๐ง GPT-5.4 Launch and FeaturesMarch 8, 2026โ
Tests passing
Dataset Explorer for GPT-5.4
A data processing tool that uses GPT-5.4 to ingest and analyze massive datasets (e.g., CSVs) with natural language queries. It provides insights, summaries, and statistics directly from datasets that previously exceeded token limits.
What It Does
- Handles datasets of significant size using batching and streaming.
- Supports natural language queries for intuitive data exploration.
- Outputs human-readable insights and visual summaries.
Installation
- Python 3.8+
- Required Python packages:
- openai==0.27.8
- pandas==1.5.3
- matplotlib==3.7.1
Usage
Run the tool using the following command:
python dataset_explorer.py --input <path_to_dataset> --query <natural_language_query> --api_key <your_openai_api_key>Example
python dataset_explorer.py --input data.csv --query "Summarize sales by region" --api_key "your_api_key"To save the output to a file, use the --output argument:
python dataset_explorer.py --input data.csv --query "Summarize sales by region" --api_key "your_api_key" --output report.txtSource Code
import argparse
import pandas as pd
import matplotlib.pyplot as plt
import openai
import os
def analyze_dataset(file_path, query, api_key):
"""
Analyzes a dataset using GPT-5.4 to provide insights based on a natural language query.
Args:
file_path (str): Path to the dataset file (CSV or Excel).
query (str): Natural language query for analysis.
api_key (str): OpenAI API key.
Returns:
str: Analysis result from GPT-5.4.
"""
if not os.path.exists(file_path):
raise FileNotFoundError(f"The file {file_path} does not exist.")
# Load dataset
try:
if file_path.endswith('.csv'):
df = pd.read_csv(file_path)
elif file_path.endswith(('.xls', '.xlsx')):
df = pd.read_excel(file_path)
else:
raise ValueError("Unsupported file format. Please provide a CSV or Excel file.")
except Exception as e:
raise ValueError(f"Error loading dataset: {e}")
if df.empty:
return "The dataset is empty."
# Prepare dataset summary for GPT
dataset_preview = df.head(10).to_csv(index=False)

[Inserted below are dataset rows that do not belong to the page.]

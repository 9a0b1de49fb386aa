use serde::Deserialize;

#[derive(Debug, Clone, Deserialize)]
pub struct RedisConfig {
    #[serde(default = "default_url")]
    pub url: String,
    #[serde(default = "default_max_reconnect_attempts")]
    pub max_reconnect_attempts: u32,
    #[serde(default = "default_reconnect_base_ms")]
    pub reconnect_base_ms: u64,
}

impl Default for RedisConfig {
    fn default() -> Self {
        Self {
            url: default_url(),
            max_reconnect_attempts: default_max_reconnect_attempts(),
            reconnect_base_ms: default_reconnect_base_ms(),
        }
    }
}

fn default_url() -> String {
    "redis://localhost:6379".to_string()
}

fn default_max_reconnect_attempts() -> u32 {
    10
}

fn default_reconnect_base_ms() -> u64 {
    500
}
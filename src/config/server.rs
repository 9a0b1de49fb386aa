use serde::Deserialize;

#[derive(Debug, Clone, Deserialize)]
pub struct ServerConfig {
    #[serde(default = "default_host")]
    pub host: String,
    #[serde(default = "default_port")]
    pub port: u16,
}

impl ServerConfig {
    pub fn bind_addr(&self) -> String {
        format!("{}:{}", self.host, self.port)
    }
}

impl Default for ServerConfig {
    fn default() -> Self {
        Self {
            host: default_host(),
            port: default_port(),
        }
    }
}

fn default_host() -> String {
    "0.0.0.0".to_string()
}

fn default_port() -> u16 {
    8080
}
//! The `status` command: a text snapshot of queues, pools, and tasks

use anyhow::Result;
use chrono::Utc;

use crate::config::Config;
use crate::models::Platform;
use crate::rss::WatcherState;
use crate::scheduler::Scheduler;

use super::AppContext;

/// Print platform queues, rotation pools, RSS cursors, and upcoming tasks
pub async fn status(config: Config) -> Result<()> {
    let ctx = AppContext::build(config)?;
    let now = Utc::now();

    println!("Platform queues");
    println!("{:-<60}", "");
    {
        let coordinator = ctx.coordinator.lock().await;
        for platform in Platform::all() {
            let stats = coordinator.platform_statistics(platform, now);
            let next = stats
                .next_available
                .map(|t| t.format("%H:%M:%S").to_string())
                .unwrap_or_else(|| String::from("now"));
            println!(
                "{:>10}: {} queued, {} pending, {} posted, {} failed, {}h/{}d recent, next {}",
                platform.id(),
                stats.queue_length,
                stats.total_pending,
                stats.total_posted,
                stats.total_failed,
                stats.posts_last_hour,
                stats.posts_last_day,
                next,
            );
        }
    }

    println!();
    println!("Content pools");
    println!("{:-<60}", "");
    {
        let rotator = ctx.rotator.lock().await;
        let stats = rotator.statistics();
        for (source, (items, recent)) in &stats.pools {
            println!("{:>16}: {} items, {} recently used", source.id(), items, recent);
        }
        println!(
            "{:>16}: {} hashes tracked",
            "freshness", stats.tracked_hashes
        );
    }

    println!();
    println!("RSS watcher");
    println!("{:-<60}", "");
    {
        let state = WatcherState::load(ctx.store.clone());
        println!(
            "{:>16}: {} feeds tracked, {} items posted",
            "cursors",
            state.tracked_feed_count(),
            state.posted_count()
        );
        if let Some(pubdate) = state.last_pubdate() {
            println!("{:>16}: {}", "high-water", pubdate.to_rfc3339());
        }
        if let Some(checked) = state.last_checked() {
            println!("{:>16}: {}", "last checked", checked.to_rfc3339());
        }
    }

    println!();
    println!("Upcoming tasks");
    println!("{:-<60}", "");
    {
        let scheduler = Scheduler::with_store(ctx.store.clone());
        scheduler.load_tasks().await?;
        let upcoming = scheduler.upcoming(10).await;
        if upcoming.is_empty() {
            println!("(no tasks scheduled)");
        }
        for task in upcoming {
            let when = task
                .next_run
                .map(|t| t.to_rfc3339())
                .unwrap_or_else(|| String::from("-"));
            println!("{:>24}: {} ({:?})", task.id, when, task.priority);
        }
    }

    Ok(())
}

columns = ", ".join(df.columns)
dataset_info = f"The dataset has {len(df)} rows and {len(df.columns)} columns. The columns are: {columns}."
# GPT prompt
prompt = (
f"You are a data analyst. Here is a preview of the dataset:\n\n"
f"{dataset_preview}\n\n"
f"{dataset_info}\n\n"
f"Based on the following query, provide an analysis:\n\n"
f"{query}"
)
# Call GPT-5.4
openai.api_key = api_key
try:
response = openai.Completion.create(
engine="gpt-4", # Assuming GPT-5.4 is backward compatible with GPT-4 API
prompt=prompt,
max_tokens=1000,
temperature=0.7
)
return response.choices[0].text.strip()
except Exception as e:
raise ConnectionError(f"Error communicating with OpenAI API: {e}")
def main():
parser = argparse.ArgumentParser(description="Dataset Explorer for GPT-5.4")
parser.add_argument('--input', required=True, help="Path to the input CSV/Excel file.")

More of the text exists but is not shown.